Una pésima idea
El gobierno de Álvaro Uribe, que tuvo muchas cosas buenas, tuvo una muy mala: la reelección. Nunca estuve de acuerdo con esa idea. Modificar la Constitución es demasiado delicado para hacerlo a título personal, por popular que sea su beneficiario. Para empezar, se alteró el equilibrio de poderes, pues las demás ramas del poder no se ajustaron de manera complementaria a los ocho años que podría durar el Ejecutivo. Se concentró mucho poder en cabeza del presidente y, por extensión, en los funcionarios que dependen de él. A quien quisiera ocupar un cargo de elección popular le convenía arrimarse a la sombrilla presidencial. Y lo más grave: la reelección de Uribe le abrió la puerta a la casi segura reelección de los futuros presidentes, quienes dedicarían los primeros cuatro años de su gobierno a acopiar apoyos —a través de lo que hoy llamamos ‘mermelada’— para poder gobernar cuatro años más. Como, en efecto, sucedió.

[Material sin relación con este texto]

/// Angular forward transform of one shell: grid `[comp][φ][θ]` to
/// coefficients `[comp][order][ℓ]`.
fn sphere_forward(sphere: &SphereBasis, rank: usize, grid: &[Complex64]) -> Result<Vec<Complex64>, BasisError> {
    let (n_phi, n_theta) = sphere.grid_shape();
    let ncomp = if rank == 0 { 1 } else { 3 };
    let no = sphere.n_orders();
    let mut by_order = vec![ZERO; ncomp * no * n_theta];
    let mut line = vec![ZERO; n_phi];
    for c in 0..ncomp {
        for t in 0..n_theta {
            for (p, v) in line.iter_mut().enumerate() {
                *v = grid[(c * n_phi + p) * n_theta + t];
            }
            for (mi, v) in sphere.phi_forward(&line)?.into_iter().enumerate() {
                by_order[(c * no + mi) * n_theta + t] = v;
            }
        }
    }
    let block = |c: usize, mi: usize| &by_order[(c * no + mi) * n_theta..(c * no + mi + 1) * n_theta];
    let mut out = vec![ZERO; ncomp * no * (sphere.l_max() + 1)];
    for mi in 0..no {
        let ells = sphere.ells(mi);
        if rank == 0 {
            let c = sphere.scalar_forward(mi, block(0, mi))?;
            for (ell, v) in ells.zip(c) {
                out[sphere_offset(sphere, 0, mi, ell)] = v;
            }
        } else {
            let parts = sphere.vector_forward(mi, block(0, mi), block(1, mi), block(2, mi))?;
            for (comp, part) in parts.into_iter().enumerate() {
                for (ell, v) in ells.clone().zip(part) {
                    out[sphere_offset(sphere, comp, mi, ell)] = v;
                }
            }
        }
    }
    Ok(out)
}

/// Angular backward transform of one shell.
fn sphere_backward(sphere: &SphereBasis, rank: usize, coeff: &[Complex64]) -> Result<Vec<Complex64>, BasisError> {
    let (n_phi, n_theta) = sphere.grid_shape();
    let ncomp = if rank == 0 { 1 } else { 3 };
    let no = sphere.n_orders();
    let mut by_order = vec![ZERO; ncomp * no * n_theta];
    for mi in 0..no {
        let ells = sphere.ells(mi);
        let take = |comp: usize| -> Vec<Complex64> {
            ells.clone().map(|ell| coeff[sphere_offset(sphere, comp, mi, ell)]).collect()
        };
        let lines = if rank == 0 {
            vec![sphere.scalar_backward(mi, &take(0))?]
        } else {
            let (r, s, t) = (take(0), take(1), take(2));
            sphere.vector_backward(mi, [&r, &s, &t])?.into_iter().collect()
        };
        for (c, line) in lines.into_iter().enumerate() {
            by_order[(c * no + mi) * n_theta..(c * no + mi + 1) * n_theta].copy_from_slice(&line);
        }
    }
    let mut grid = vec![ZERO; ncomp * n_phi * n_theta];
    let mut coeffs = vec![ZERO; no];
    for c in 0..ncomp {
        for t in 0..n_theta {
            for (mi, v) in coeffs.iter_mut().enumerate() {
                *v = by_order[(c * no + mi) * n_theta + t];
            }
            for (p, v) in sphere.phi_backward(&coeffs)?.into_iter().enumerate() {
                grid[(c * n_phi + p) * n_theta + t] = v;
            }
        }
    }
    Ok(grid)
}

Introducir la reelección presidencial sin tocar el resto de la estructura del Estado es como cambiar el motor de un carro común y corriente por el de un Fórmula 1. El carro ahora es mucho más veloz, pero sus otros sistemas —frenos, llantas, suspensión, etc.— no están adaptados a la nueva potencia de la máquina. Acaban desgastándose prematuramente y ponen en riesgo la estabilidad del vehículo y la seguridad de los pasajeros.
Pero al menos cuando Uribe modificó la Constitución estaba respaldado por una popularidad sin precedentes. ¿Cómo puede ser —me preguntó alguien esta semana— que un mandatario impopular como Santos pueda sacar adelante polémicas reformas constitucionales, crear un sistema paralelo de justicia y otorgar beneficios a la guerrilla con los que la mayoría de la población está en desacuerdo? La respuesta —le dije— es que la reelección, que para muchos parecía una buena idea en 2006, resultó ser una pésima idea en el largo plazo.
Se le devolvió a sus creadores como un búmeran. El poder que tenía Uribe en 2010 era tan amplio que le sirvió para escoger a quién transferirle el bastón de mando. Y ese bastón, con un radio de influencia que alcanza el Congreso y las Cortes, le ha permitido al elegido, Juan Manuel Santos, gobernar sin control político y en contravía de la mayoría de la opinión pública. (Por fortuna, Santos usó su poder para enmendar la enmienda, como un mago que usa su varita para desaparecer la varita, y hoy ya no hay reelección presidencial. Aunque antes se reeligió él).
Le lección que nos debería quedar de todo esto es que no hay causa, por atractiva que parezca (la paz hoy, la reelección de Uribe en su momento), que justifique modificar alegremente la Constitución. Eso es dejar que el fin justifique los medios, una resbaladiza pendiente moral. Dichas alteraciones deben hacerse en consenso, con prudencia y con reverencial respeto a la Ley de las Consecuencias No Intencionadas, que es tan implacable como la ley de la gravedad o la de Murphy. Pues lo que nos condujo a la complicada situación actual fue haberle metido mano a la Carta Magna sin el rigor adecuado y sin considerar las consecuencias imprevistas que se desprenderían de ello, que usualmente solo pueden apreciarse años después.
Y lo grave es que estamos a punto de volverlo a hacer.